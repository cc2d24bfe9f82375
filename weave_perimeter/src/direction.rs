// Copyright 2025 the Weave Authors
// SPDX-License-Identifier: Apache-2.0 OR MIT

/// The way a shape faces.
///
/// For a triangle this is where the apex points; a hexagon facing north or
/// south has its corners at the top and bottom instead of at the sides.
#[derive(Copy, Clone, Debug, Default, PartialEq, Eq, Hash)]
pub enum Direction {
    /// Facing up.
    North,
    /// Facing down.
    South,
    /// Facing right. This is the default.
    #[default]
    East,
    /// Facing left.
    West,
}

impl Direction {
    /// Parses a style value (`"north"`, `"south"`, `"east"`, `"west"`).
    #[must_use]
    pub fn from_name(name: &str) -> Option<Self> {
        match name {
            "north" => Some(Self::North),
            "south" => Some(Self::South),
            "east" => Some(Self::East),
            "west" => Some(Self::West),
            _ => None,
        }
    }

    /// Returns `true` for [`Direction::North`] and [`Direction::South`].
    #[must_use]
    pub const fn is_vertical(self) -> bool {
        matches!(self, Self::North | Self::South)
    }
}
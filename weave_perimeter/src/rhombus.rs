// Copyright 2025 the Weave Authors
// SPDX-License-Identifier: Apache-2.0 OR MIT

use kurbo::{Point, Rect};

use crate::Direction;
use crate::intersect::line_intersection;

/// Projects `next` onto the diamond inscribed in `bounds`.
///
/// The quadrant of `next` relative to the center selects one of the four
/// diamond edges, which is then intersected with the line towards `next`.
/// Targets straight above, below, left or right of the center return the
/// corresponding corner exactly.
#[must_use]
pub fn rhombus(bounds: Rect, _direction: Direction, next: Point, orthogonal: bool) -> Point {
    let bounds = bounds.abs();
    let (x, y, w, h) = (bounds.x0, bounds.y0, bounds.width(), bounds.height());
    let center = bounds.center();

    if next == center {
        return next;
    }
    if next.x == center.x {
        return Point::new(center.x, if next.y < center.y { y } else { y + h });
    }
    if next.y == center.y {
        return Point::new(if next.x < center.x { x } else { x + w }, center.y);
    }

    let mut from = center;
    if orthogonal {
        if next.x >= x && next.x <= x + w {
            from.x = next.x;
        } else if next.y >= y && next.y <= y + h {
            from.y = next.y;
        }
    }

    let top = Point::new(center.x, y);
    let bottom = Point::new(center.x, y + h);
    let left = Point::new(x, center.y);
    let right = Point::new(x + w, center.y);

    let (a, b) = match (next.x < center.x, next.y < center.y) {
        (true, true) => (top, left),
        (true, false) => (bottom, left),
        (false, true) => (top, right),
        (false, false) => (bottom, right),
    };

    line_intersection(next, from, a, b).unwrap_or(center)
}

#[cfg(test)]
mod tests {
    use super::*;

    const BOUNDS: Rect = Rect::new(0.0, 0.0, 100.0, 60.0);

    #[test]
    fn axis_aligned_targets_return_corners() {
        let r = |x, y| rhombus(BOUNDS, Direction::East, Point::new(x, y), false);
        assert_eq!(r(50.0, -5.0), Point::new(50.0, 0.0));
        assert_eq!(r(50.0, 500.0), Point::new(50.0, 60.0));
        assert_eq!(r(-5.0, 30.0), Point::new(0.0, 30.0));
        assert_eq!(r(105.0, 30.0), Point::new(100.0, 30.0));
    }

    #[test]
    fn diagonal_hits_the_edge_of_its_quadrant() {
        // Along the true diagonal direction of the top-right edge's normal the
        // hit is the edge midpoint.
        let p = rhombus(BOUNDS, Direction::East, Point::new(150.0, -30.0), false);
        assert!((p.x - 75.0).abs() < 1e-9);
        assert!((p.y - 15.0).abs() < 1e-9);
    }

    #[test]
    fn target_inside_still_projects_outwards() {
        let p = rhombus(BOUNDS, Direction::East, Point::new(60.0, 36.0), false);
        // On the bottom-right edge: x / 50 + y / 30 == 1 in center coordinates.
        let u = (p.x - 50.0) / 50.0 + (p.y - 30.0) / 30.0;
        assert!((u - 1.0).abs() < 1e-9);
        assert!(p.x > 60.0);
    }

    #[test]
    fn orthogonal_drops_a_vertical_line() {
        let p = rhombus(BOUNDS, Direction::East, Point::new(25.0, -50.0), true);
        assert!((p.x - 25.0).abs() < 1e-9);
        assert!((p.y - 15.0).abs() < 1e-9);
    }
}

EXERCISE:
Copy out, word for word, the part of the entries above that begins at the line with "(false, false) =>" and ends at the line with "assert_eq!(r(-5.0, 30.0), Point::new(0.0, 30.0));", including both.

RESULT FOR THIS TASK:
        (false, false) => (bottom, right),
    };

    line_intersection(next, from, a, b).unwrap_or(center)
}

#[cfg(test)]
mod tests {
    use super::*;

    const BOUNDS: Rect = Rect::new(0.0, 0.0, 100.0, 60.0);

    #[test]
    fn axis_aligned_targets_return_corners() {
        let r = |x, y| rhombus(BOUNDS, Direction::East, Point::new(x, y), false);
        assert_eq!(r(50.0, -5.0), Point::new(50.0, 0.0));
        assert_eq!(r(50.0, 500.0), Point::new(50.0, 60.0));
        assert_eq!(r(-5.0, 30.0), Point::new(0.0, 30.0));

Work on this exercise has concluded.